------ SUPPLIED DATA

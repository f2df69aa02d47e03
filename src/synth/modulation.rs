//! Envelope routing.

/*
Modulation Router
=================

One envelope drives four destinations. Each destination has its own depth,
set from a percentage parameter:

    destination   depth at 100 %        applied as
    -----------   -------------------   -------------------------------
    amplitude     full envelope         crossfade with the raw gate
    pitch         ±24 semitones         added to the note number
    cutoff        ±60 semitones         added to the cutoff note
    pulse width   +0.49 duty cycle      added to the 0.5 base width

Amplitude is the odd one out. It is not `gate × env × depth`, it's a
crossfade between the envelope and the bare gate:

    gain = depth · env + (1 - depth) · gate

At 0 % the amplifier opens and closes with the gate (an organ), at 100 % it
follows the envelope only, and in between the two are mixed.
*/

/// Semitones of pitch offset per percent of `>Pitch`.
pub const PITCH_SEMITONES_PER_PERCENT: f32 = 0.24;
/// Semitones of cutoff offset per percent of `>Cutoff`.
pub const CUTOFF_SEMITONES_PER_PERCENT: f32 = 0.6;
/// Duty-cycle delta per percent of `>PWM`.
pub const PWM_PER_PERCENT: f32 = 0.0049;
/// Pulse width with no envelope applied.
pub const BASE_PULSE_WIDTH: f32 = 0.5;

/// Instantaneous offsets for one sample.
#[derive(Debug, Clone, Copy, PartialEq)]
pub struct Modulation {
    pub pitch: f32,       // semitones
    pub cutoff: f32,      // semitones
    pub pulse_width: f32, // absolute duty cycle
    pub amplitude: f32,   // gain
}

#[derive(Debug, Clone, Copy, PartialEq)]
pub struct ModulationDepths {
    amp: f32,
    amp_reverse: f32,
    pitch: f32,
    cutoff: f32,
    pwm: f32,
}

impl Default for ModulationDepths {
    /// Envelope fully on amplitude, nothing else modulated.
    fn default() -> Self {
        Self {
            amp: 1.0,
            amp_reverse: 0.0,
            pitch: 0.0,
            cutoff: 0.0,
            pwm: 0.0,
        }
    }
}

impl ModulationDepths {
    pub fn set_amp_percent(&mut self, percent: i32) {
        self.amp = 0.01 * percent as f32;
        self.amp_reverse = 1.0 - self.amp;
    }

    pub fn set_pitch_percent(&mut self, percent: i32) {
        self.pitch = PITCH_SEMITONES_PER_PERCENT * percent as f32;
    }

    pub fn set_cutoff_percent(&mut self, percent: i32) {
        self.cutoff = CUTOFF_SEMITONES_PER_PERCENT * percent as f32;
    }

    pub fn set_pwm_percent(&mut self, percent: i32) {
        self.pwm = PWM_PER_PERCENT * percent as f32;
    }

    /// Route one envelope sample. `gate` is the unipolar trigger level.
    #[inline]
    pub fn route(&self, env: f32, gate: f32) -> Modulation {
        Modulation {
            pitch: self.pitch * env,
            cutoff: self.cutoff * env,
            pulse_width: BASE_PULSE_WIDTH + self.pwm * env,
            amplitude: self.amp * env + self.amp_reverse * gate,
        }
    }

    pub fn amp(&self) -> f32 {
        self.amp
    }

    pub fn amp_reverse(&self) -> f32 {
        self.amp_reverse
    }
}
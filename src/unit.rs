//! Host lifecycle boundary.
//!
//! The host hands the voice a [`RuntimeDescriptor`] once, before anything
//! else. Validation happens there and only there: a voice that exists has a
//! supported sample rate and channel layout.

#[cfg(feature = "serde")]
use serde::{Deserialize, Serialize};
use thiserror::Error;

use crate::SAMPLE_RATE;

/// Host status code for success.
pub const ERR_NONE: i8 = 0;
/// Host status code for a build target mismatch.
pub const ERR_TARGET: i8 = -1;
/// Host status code for an API version mismatch.
pub const ERR_API_VERSION: i8 = -2;
/// Host status code for an unsupported sample rate.
pub const ERR_SAMPLERATE: i8 = -4;
/// Host status code for an unsupported buffer geometry.
pub const ERR_GEOMETRY: i8 = -8;
/// Host status code for an allocation failure.
pub const ERR_MEMORY: i8 = -16;

/// Output channels the voice writes: one mono signal duplicated to L/R.
pub const OUTPUT_CHANNELS: u8 = 2;

/// What the host tells the voice about the runtime it will be rendered in.
#[cfg_attr(feature = "serde", derive(Serialize, Deserialize))]
#[derive(Debug, Clone, Copy, PartialEq, Eq)]
pub struct RuntimeDescriptor {
    pub sample_rate: u32,
    pub output_channels: u8,
}

impl Default for RuntimeDescriptor {
    fn default() -> Self {
        Self {
            sample_rate: SAMPLE_RATE,
            output_channels: OUTPUT_CHANNELS,
        }
    }
}

impl RuntimeDescriptor {
    pub fn new(sample_rate: u32, output_channels: u8) -> Self {
        Self {
            sample_rate,
            output_channels,
        }
    }

    /// Check the descriptor against what the voice supports.
    pub fn validate(&self) -> Result<(), InitError> {
        if self.sample_rate != SAMPLE_RATE {
            return Err(InitError::UnsupportedSampleRate {
                requested: self.sample_rate,
            });
        }

        if self.output_channels != OUTPUT_CHANNELS {
            return Err(InitError::UnsupportedGeometry {
                channels: self.output_channels,
            });
        }

        Ok(())
    }
}

#[derive(Debug, Clone, Copy, PartialEq, Eq, Error)]
pub enum InitError {
    #[error("samplerate unsupported: {requested} Hz (expected 48000 Hz)")]
    UnsupportedSampleRate { requested: u32 },

    #[error("geometry unsupported: {channels} output channels (expected 2)")]
    UnsupportedGeometry { channels: u8 },
}

impl InitError {
    /// Status code reported to the host.
    pub fn code(&self) -> i8 {
        match self {
            InitError::UnsupportedSampleRate { .. } => ERR_SAMPLERATE,
            InitError::UnsupportedGeometry { .. } => ERR_GEOMETRY,
        }
    }
}

/// Collapse an init result into the host's status code.
pub fn status_code<T>(result: &Result<T, InitError>) -> i8 {
    match result {
        Ok(_) => ERR_NONE,
        Err(err) => err.code(),
    }
}
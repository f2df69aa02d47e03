//! Monophonic subtractive synthesizer voice.
//!
//! One band-limited oscillator, one resonant state-variable filter, one envelope and a small
//! modulation matrix, rendered per sample into an interleaved stereo buffer.
//! Everything after [`Synth::new`] is allocation-free and realtime-safe.

pub mod dsp;
pub mod io;
pub mod synth; // Voice: parameters, gate, modulation, render loop
pub mod unit; // Host lifecycle boundary

pub use synth::{ParamId, Synth, VoiceMessage};
pub use unit::{InitError, RuntimeDescriptor};

/// The only sample rate the voice runs at.
pub const SAMPLE_RATE: u32 = 48_000;

/// Convert a (fractional) MIDI note number to frequency in Hz.
/// A4 = 440 Hz = MIDI note 69
#[inline]
pub fn note_to_freq(note: f32) -> f32 {
    440.0 * 2.0_f32.powf((note - 69.0) / 12.0)
}
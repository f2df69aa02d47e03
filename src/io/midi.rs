//! Channel voice messages, decoded from raw MIDI bytes.

/// Controller number for "All Notes Off".
pub const CC_ALL_NOTES_OFF: u8 = 123;

#[derive(Debug, Clone, Copy, PartialEq, Eq)]
pub enum MidiEvent {
    NoteOn { channel: u8, key: u8, velocity: u8 },
    NoteOff { channel: u8, key: u8, velocity: u8 },
    PolyAftertouch { channel: u8, key: u8, pressure: u8 },
    ControlChange { channel: u8, controller: u8, value: u8 },
    ProgramChange { channel: u8, program: u8 },
    ChannelPressure { channel: u8, pressure: u8 },
    /// Centered at 0, range -8192..=8191.
    PitchBend { channel: u8, value: i16 },
}

impl MidiEvent {
    /// Decode one channel message. Returns `None` for system messages,
    /// running status and truncated input.
    pub fn from_bytes(bytes: &[u8]) -> Option<MidiEvent> {
        let (&status, data) = bytes.split_first()?;
        if !(0x80..0xf0).contains(&status) {
            return None;
        }

        let channel = status & 0x0f;
        let byte = |i: usize| data.get(i).map(|b| b & 0x7f);

        let event = match status & 0xf0 {
            0x80 => MidiEvent::NoteOff {
                channel,
                key: byte(0)?,
                velocity: byte(1)?,
            },
            0x90 => MidiEvent::NoteOn {
                channel,
                key: byte(0)?,
                velocity: byte(1)?,
            },
            0xa0 => MidiEvent::PolyAftertouch {
                channel,
                key: byte(0)?,
                pressure: byte(1)?,
            },
            0xb0 => MidiEvent::ControlChange {
                channel,
                controller: byte(0)?,
                value: byte(1)?,
            },
            0xc0 => MidiEvent::ProgramChange {
                channel,
                program: byte(0)?,
            },
            0xd0 => MidiEvent::ChannelPressure {
                channel,
                pressure: byte(0)?,
            },
            _ => {
                let lsb = byte(0)? as i16;
                let msb = byte(1)? as i16;
                MidiEvent::PitchBend {
                    channel,
                    value: ((msb << 7) | lsb) - 8192,
                }
            }
        };

        Some(event)
    }

    pub fn channel(&self) -> u8 {
        match *self {
            MidiEvent::NoteOn { channel, .. }
            | MidiEvent::NoteOff { channel, .. }
            | MidiEvent::PolyAftertouch { channel, .. }
            | MidiEvent::ControlChange { channel, .. }
            | MidiEvent::ProgramChange { channel, .. }
            | MidiEvent::ChannelPressure { channel, .. }
            | MidiEvent::PitchBend { channel, .. } => channel,
        }
    }
}
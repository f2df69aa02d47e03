//! maxisynth - plays a short phrase through the default output device
//!
//! Run with: cargo run [-- --segment]

mod app;

use color_eyre::eyre::{Result as EyreResult, WrapErr};

use maxisynth::{
    dsp::SegmentEnvelope,
    synth::{ParamId, CONTROL_QUEUE_SIZE},
    RuntimeDescriptor, Synth, SAMPLE_RATE,
};

use app::{Phrase, Step};

fn main() -> EyreResult<()> {
    color_eyre::install()?;
    env_logger::init();

    let desc = RuntimeDescriptor::default();
    let (handle, rx) = Synth::control_queue(CONTROL_QUEUE_SIZE);

    let phrase = Phrase::new(140.0)
        .set(ParamId::Waveform, 1)
        .set(ParamId::Cutoff, 500)
        .set(ParamId::Resonance, 64)
        .set(ParamId::Decay, 250)
        .set(ParamId::Sustain, 40)
        .set(ParamId::Release, 300)
        .set(ParamId::EnvCutoffInt, 60)
        .set(ParamId::EnvPwmInt, 50)
        .steps([
            Step::note(48, 120),
            Step::note(51, 90),
            Step::note(55, 100),
            Step::note(58, 90),
            Step::rest(),
            Step::note(60, 127),
            Step::note(58, 80),
            Step::note(55, 100),
        ]);

    if std::env::args().any(|arg| arg == "--segment") {
        let envelope = SegmentEnvelope::new(SAMPLE_RATE as f32);
        let synth = Synth::with_envelope(&desc, envelope).wrap_err("voice init failed")?;
        app::run(synth, rx, handle, phrase)
    } else {
        let synth = Synth::new(&desc).wrap_err("voice init failed")?;
        app::run(synth, rx, handle, phrase)
    }
}
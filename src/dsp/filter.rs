use std::f32::consts::{FRAC_1_SQRT_2, PI};

#[cfg(feature = "serde")]
use serde::{Deserialize, Serialize};

/*
State-Variable Filter
=====================

A second-order section: the same five responses a biquad gives, built from
two trapezoidal integrators instead of a direct-form coefficient set.

| mode      | passes                 | rejects          | output            |
| --------- | ---------------------- | ---------------- | ----------------- |
| low-pass  | below cutoff           | above cutoff     | v2                |
| high-pass | above cutoff           | below cutoff     | x - k·v1 - v2     |
| band-pass | around cutoff          | both sides       | k·v1              |
| notch     | everything but cutoff  | cutoff           | x - k·v1          |
| peak      | everything, boost/cut  | -                | x + k·(A² - 1)·v1 |

Per sample, with g = tan(π · cutoff / sample_rate) and k = 1 / Q:

    a1 = 1 / (1 + g · (g + k))
    v3 = x - ic2
    v1 = a1 · ic1 + g · a1 · v3         band
    v2 = ic2 + g · a1 · ic1 + g² · a1 · v3   low
    ic1 ← 2 · v1 - ic1
    ic2 ← 2 · v2 - ic2

The voice moves the cutoff every sample, often in jumps. The two integrator
states hold band and low-pass signal at their natural level, so a
coefficient change never meets state scaled for a different filter. A
direct-form biquad switched the same way at high Q rings up without bound.

g blows up as the cutoff approaches Nyquist (tan(π/2) = ∞), so the cutoff is
clamped just below it. Q is a plain multiplier: 0.707 is the flattest
passband, higher values ring at the cutoff. Peak mode uses A = 10^(gain/40)
and narrows k to 1 / (Q · A) so boost and cut mirror each other.
*/

#[cfg_attr(feature = "serde", derive(Serialize, Deserialize))]
#[derive(Debug, Clone, Copy, PartialEq, Eq, Default)]
pub enum FilterMode {
    #[default]
    LowPass,
    HighPass,
    BandPass,
    Notch,
    Peak,
}

/// Lowest cutoff accepted, in Hz.
pub const MIN_CUTOFF_HZ: f32 = 1.0;
/// Highest cutoff accepted, as a fraction of the sample rate.
pub const MAX_CUTOFF_RATIO: f32 = 0.499;
/// Smallest resonance (Q) accepted.
pub const MIN_Q: f32 = 0.01;

#[derive(Debug, Clone, Copy)]
struct Coefficients {
    g: f32,
    k: f32,
    a1: f32,
    a2: f32,
    a3: f32,
    /// Peak mode band gain, A² - 1.
    boost: f32,
}

impl Coefficients {
    fn compute(mode: FilterMode, g: f32, q: f32, gain_db: f32) -> Self {
        let (k, boost) = match mode {
            FilterMode::Peak => {
                let a = 10.0_f32.powf(gain_db / 40.0);
                (1.0 / (q * a), a * a - 1.0)
            }
            _ => (1.0 / q, 0.0),
        };

        let a1 = 1.0 / (1.0 + g * (g + k));
        let a2 = g * a1;
        let a3 = g * a2;
        Self { g, k, a1, a2, a3, boost }
    }

    fn is_finite(&self) -> bool {
        self.g.is_finite()
            && self.k.is_finite()
            && self.a1.is_finite()
            && self.a2.is_finite()
            && self.a3.is_finite()
            && self.boost.is_finite()
    }
}

#[derive(Debug, Clone)]
pub struct SVFilter {
    coefficients: Coefficients,
    ic1eq: f32, // First integrator's memory
    ic2eq: f32, // Second integrator's memory

    sample_rate: f32,
    mode: FilterMode,
    cutoff_hz: f32,
    q: f32,
}

impl SVFilter {
    /// Low-pass, wide open, flat passband.
    pub fn new(sample_rate: f32) -> Self {
        let cutoff_hz = sample_rate * MAX_CUTOFF_RATIO;
        let g = (PI * MAX_CUTOFF_RATIO).tan();
        Self {
            coefficients: Coefficients::compute(FilterMode::LowPass, g, FRAC_1_SQRT_2, 0.0),
            ic1eq: 0.0,
            ic2eq: 0.0,
            sample_rate,
            mode: FilterMode::LowPass,
            cutoff_hz,
            q: FRAC_1_SQRT_2,
        }
    }

    pub fn lowpass(sample_rate: f32, cutoff_hz: f32, q: f32) -> Self {
        let mut filter = Self::new(sample_rate);
        filter.set(FilterMode::LowPass, cutoff_hz, q, 0.0);
        filter
    }

    pub fn highpass(sample_rate: f32, cutoff_hz: f32, q: f32) -> Self {
        let mut filter = Self::new(sample_rate);
        filter.set(FilterMode::HighPass, cutoff_hz, q, 0.0);
        filter
    }

    /// Recompute the coefficients.
    ///
    /// `gain_db` only affects [`FilterMode::Peak`]. The cutoff is clamped to
    /// `[MIN_CUTOFF_HZ, MAX_CUTOFF_RATIO * sample_rate]` and `q` is floored at
    /// `MIN_Q`. Non-finite arguments keep the previous coefficients.
    #[inline]
    pub fn set(&mut self, mode: FilterMode, cutoff_hz: f32, q: f32, gain_db: f32) {
        if !(cutoff_hz.is_finite() && q.is_finite() && gain_db.is_finite()) {
            return;
        }

        let cutoff_hz = cutoff_hz.clamp(MIN_CUTOFF_HZ, self.sample_rate * MAX_CUTOFF_RATIO);
        let q = q.max(MIN_Q);
        let g = (PI * cutoff_hz / self.sample_rate).tan();

        let coefficients = Coefficients::compute(mode, g, q, gain_db);
        if coefficients.is_finite() {
            self.coefficients = coefficients;
            self.mode = mode;
            self.cutoff_hz = cutoff_hz;
            self.q = q;
        }
    }

    /// Filter one sample.
    #[inline]
    pub fn play(&mut self, sample: f32) -> f32 {
        let c = self.coefficients;

        let v3 = sample - self.ic2eq;
        let v1 = c.a1 * self.ic1eq + c.a2 * v3;
        let v2 = self.ic2eq + c.a2 * self.ic1eq + c.a3 * v3;

        let out = match self.mode {
            FilterMode::LowPass => v2,
            FilterMode::HighPass => sample - c.k * v1 - v2,
            FilterMode::BandPass => c.k * v1,
            FilterMode::Notch => sample - c.k * v1,
            FilterMode::Peak => sample + c.k * c.boost * v1,
        };

        if !out.is_finite() {
            // Never let a blown-up state reach the output
            self.reset();
            return 0.0;
        }

        self.ic1eq = 2.0 * v1 - self.ic1eq;
        self.ic2eq = 2.0 * v2 - self.ic2eq;
        out
    }

    pub fn render(&mut self, buffer: &mut [f32]) {
        for sample in buffer.iter_mut() {
            *sample = self.play(*sample);
        }
    }

    /// Clear the integrators. Coefficients are kept.
    pub fn reset(&mut self) {
        self.ic1eq = 0.0;
        self.ic2eq = 0.0;
    }

    pub fn mode(&self) -> FilterMode {
        self.mode
    }

    /// Cutoff actually in use, after clamping.
    pub fn cutoff_hz(&self) -> f32 {
        self.cutoff_hz
    }

    pub fn q(&self) -> f32 {
        self.q
    }

    /// True when the filter holds no signal.
    pub fn is_silent(&self) -> bool {
        self.ic1eq == 0.0 && self.ic2eq == 0.0
    }
}
//! Benchmarks for the state-variable filter.

use std::hint::black_box;

use criterion::{BenchmarkId, Criterion};
use maxisynth::dsp::{SVFilter, FilterMode};

use crate::BLOCK_SIZES;

pub fn bench_filter(c: &mut Criterion) {
    let mut group = c.benchmark_group("dsp/filter");

    for &size in BLOCK_SIZES {
        // Generate a test signal (sawtooth-like ramp)
        let input: Vec<f32> = (0..size)
            .map(|i| (i as f32 / size as f32) * 2.0 - 1.0)
            .collect();

        // Fixed coefficients
        let mut filter = SVFilter::lowpass(48_000.0, 1_000.0, 2.0);
        let mut buffer = input.clone();
        group.bench_with_input(BenchmarkId::new("lowpass", size), &size, |b, _| {
            b.iter(|| {
                buffer.copy_from_slice(&input);
                filter.render(black_box(&mut buffer));
            })
        });

        // Coefficients recomputed every sample, as the voice does
        let mut filter = SVFilter::new(48_000.0);
        let mut buffer = input.clone();
        group.bench_with_input(BenchmarkId::new("lowpass_sweep", size), &size, |b, _| {
            b.iter(|| {
                for (i, sample) in buffer.iter_mut().enumerate() {
                    let cutoff = 200.0 + 8_000.0 * i as f32 / size as f32;
                    filter.set(FilterMode::LowPass, black_box(cutoff), 2.0, 0.0);
                    *sample = filter.play(input[i]);
                }
            })
        });
    }

    group.finish();
}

------------

● WORK REQUIRED
Looking only at the lines of the material above, count those containing "Criterion" and give that number by itself.

● OUTPUT FOR THIS EXERCISE
2